Sarah Winnemucca, daughter of Paiute Chief Winnemucca, wrote about what she described as "a small tribe of barbarians" who ate her people in her book Life Among the Paiutes: Their Wrongs and Claims. She wrote that "after my people had killed them all, the people round us called us Say-do-carah. It means conqueror; it also means 'enemy.' My people say that the tribe we exterminated had reddish hair. I have some of their hair, which has been handed down from father to son. I have a dress which has been in our family a great many years, trimmed with the reddish hair. I am going to wear it some time when I lecture. It is called a mourning dress, and no one has such a dress but my family." Winnemucca does not mention giants.

Folk stories 
Adrienne Mayor writes about the Si-Te-Cah in her book Fossil Legends of the First Americans.

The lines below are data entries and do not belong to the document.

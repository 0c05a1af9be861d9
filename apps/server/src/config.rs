//! Application configuration.
//!
//! Built once at startup from the process environment plus static
//! defaults, then passed down by reference. Nothing below reads the
//! environment again.

use pricewatch_alerts::SmtpSettings;
use pricewatch_core::{AssetId, ThresholdMap, UsdPrice};
use pricewatch_engine::Watchlist;
use std::time::Duration;
use thiserror::Error;

#[derive(Debug, Error)]
pub enum ConfigError {
    #[error("Missing environment variable {0}")]
    MissingVar(&'static str),
    #[error("Invalid value for {var}: {value}")]
    InvalidVar { var: &'static str, value: String },
}

/// Application configuration.
#[derive(Debug, Clone)]
pub struct AppConfig {
    /// CoinMarketCap API key
    pub cmc_api_key: String,
    /// SMTP transport settings
    pub smtp: SmtpSettings,
    /// Alert recipients
    pub recipients: Vec<String>,
    /// Monitoring settings
    pub monitor: MonitorSettings,
}

/// Monitoring settings: what to watch and when to alert.
#[derive(Debug, Clone)]
pub struct MonitorSettings {
    /// Tracked asset identifiers
    pub watchlist: Watchlist,
    /// Alert when price falls to or below these levels
    pub buy_thresholds: ThresholdMap,
    /// Alert when price rises to or above these levels
    pub sell_thresholds: ThresholdMap,
    /// Number of listings fetched per pass
    pub fetch_limit: u32,
    /// Delay between evaluation passes in continuous mode
    pub interval: Duration,
}

impl Default for MonitorSettings {
    fn default() -> Self {
        Self {
            watchlist: Watchlist::new([
                "bitcoin",
                "ethereum",
                "xrp",
                "cardano",
                "polkadot",
                "litecoin",
            ]),
            buy_thresholds: thresholds(&[
                ("bitcoin", 85427.43),
                ("ethereum", 2002.0),
                ("xrp", 2.00),
                ("cardano", 0.25),
                ("polkadot", 2.10),
                ("litecoin", 63.00),
            ]),
            sell_thresholds: thresholds(&[
                ("bitcoin", 100000.00),
                ("ethereum", 5000.00),
                ("xrp", 5.00),
                ("cardano", 3.00),
                ("polkadot", 10.00),
                ("litecoin", 70.00),
            ]),
            fetch_limit: 10,
            interval: Duration::from_secs(600),
        }
    }
}

fn thresholds(entries: &[(&str, f64)]) -> ThresholdMap {
    entries
        .iter()
        .map(|&(slug, level)| (AssetId::new(slug), UsdPrice::from_f64(level)))
        .collect()
}

impl AppConfig {
    /// Load configuration from the environment.
    ///
    /// `CMC_API_KEY`, `FROM_EMAIL` and `FROM_PASS` are required.
    /// `TO_EMAIL` is a comma-separated recipient list; `SMTP_HOST` and
    /// `SMTP_PORT` override the Gmail STARTTLS defaults.
    pub fn from_env() -> Result<Self, ConfigError> {
        let cmc_api_key = require("CMC_API_KEY")?;
        let from_email = require("FROM_EMAIL")?;
        let from_pass = require("FROM_PASS")?;

        let recipients = parse_recipients(&std::env::var("TO_EMAIL").unwrap_or_default());

        let host =
            std::env::var("SMTP_HOST").unwrap_or_else(|_| "smtp.gmail.com".to_string());
        let port = match std::env::var("SMTP_PORT") {
            Ok(raw) => raw.parse::<u16>().map_err(|_| ConfigError::InvalidVar {
                var: "SMTP_PORT",
                value: raw,
            })?,
            Err(_) => 587,
        };

        Ok(Self {
            cmc_api_key,
            smtp: SmtpSettings {
                host,
                port,
                username: from_email.clone(),
                password: from_pass,
                from: from_email,
            },
            recipients,
            monitor: MonitorSettings::default(),
        })
    }
}

fn require(var: &'static str) -> Result<String, ConfigError> {
    match std::env::var(var) {
        Ok(value) if !value.trim().is_empty() => Ok(value),
        _ => Err(ConfigError::MissingVar(var)),
    }
}

/// Split a comma-separated recipient list, trimming entries and
/// discarding empty ones.
pub fn parse_recipients(raw: &str) -> Vec<String> {
    raw.split(',')
        .map(str::trim)
        .filter(|entry| !entry.is_empty())
        .map(String::from)
        .collect()
}

#[cfg(test)]
mod tests {
    use super::*;
    use pretty_assertions::assert_eq;

    #[test]
    fn test_parse_recipients() {
        assert_eq!(
            parse_recipients("a@x.com, ,b@y.com,"),
            vec!["a@x.com".to_string(), "b@y.com".to_string()]
        );
        assert!(parse_recipients("").is_empty());
        assert!(parse_recipients(" , ,").is_empty());
    }

    #[test]
    fn test_monitor_settings_default() {
        let settings = MonitorSettings::default();
        assert_eq!(settings.watchlist.len(), 6);
        assert_eq!(settings.buy_thresholds.len(), 6);
        assert_eq!(settings.sell_thresholds.len(), 6);
        assert_eq!(settings.fetch_limit, 10);
        assert_eq!(settings.interval, Duration::from_secs(600));
    }

    #[test]
    fn test_default_thresholds_are_watched() {
        let settings = MonitorSettings::default();
        for (id, _) in settings.buy_thresholds.iter() {
            assert!(settings.watchlist.contains(id), "unwatched buy id {id}");
        }
        for (id, _) in settings.sell_thresholds.iter() {
            assert!(settings.watchlist.contains(id), "unwatched sell id {id}");
        }
    }

    #[test]
    fn test_default_buy_below_sell() {
        let settings = MonitorSettings::default();
        for (id, buy_level) in settings.buy_thresholds.iter() {
            let sell_level = settings.sell_thresholds.get(id).unwrap();
            assert!(*buy_level < sell_level, "inverted band for {id}");
        }
    }
}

She suggests that the "giant" interpretation of the skeletons from Lovelock Cave and other dry caves in Nevada was started by entrepreneurs setting up tourist displays and that the skeletons themselves were of normal size. However, about a 100 miles north of Lovelock there are plentiful fossils of mammoths and cave bears, and their large limbed bones could easily be thought to be those of giants by an untrained observer. She also discusses the reddish hair, pointing out that hair pigment is not stable after death and that various factors such as temperature, soil, etc. can turn ancient very dark hair rusty red or orange. Another explanation for the "giant" interpretation of the skeletons may also come from the fact that the first remains unearthed by the guano miners in 1911–12, those of a man, were described as "giant" in comparison to the much smaller apparently female skeletons.

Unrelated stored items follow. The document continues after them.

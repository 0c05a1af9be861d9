//! Core data types for the price watch service.

pub mod alert;
pub mod asset;
pub mod price;
pub mod threshold;

pub use alert::*;
pub use asset::*;
pub use price::*;
pub use threshold::*;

A written report by James H. Hart, the first of two miners to excavate the cave in the fall of 1911, recalls that in the north-central part of the cave, about four feet deep, "was a striking looking body of a man 'six feet six inches tall.' His body was mummified and his hair distinctly red." Unfortunately in the first year of mining, some of the human remains and artifacts were lost and destroyed. "The best specimen of the adult mummies was boiled and destroyed by a local fraternal lodge, which wanted the skeleton for initiation purposes." Also, several of the fiber sandals found in the cave were remarkably large, and one reported at over 15 inches (38 cm) in length was said to be on display at the Nevada Historical Society's museum in Reno in 1952.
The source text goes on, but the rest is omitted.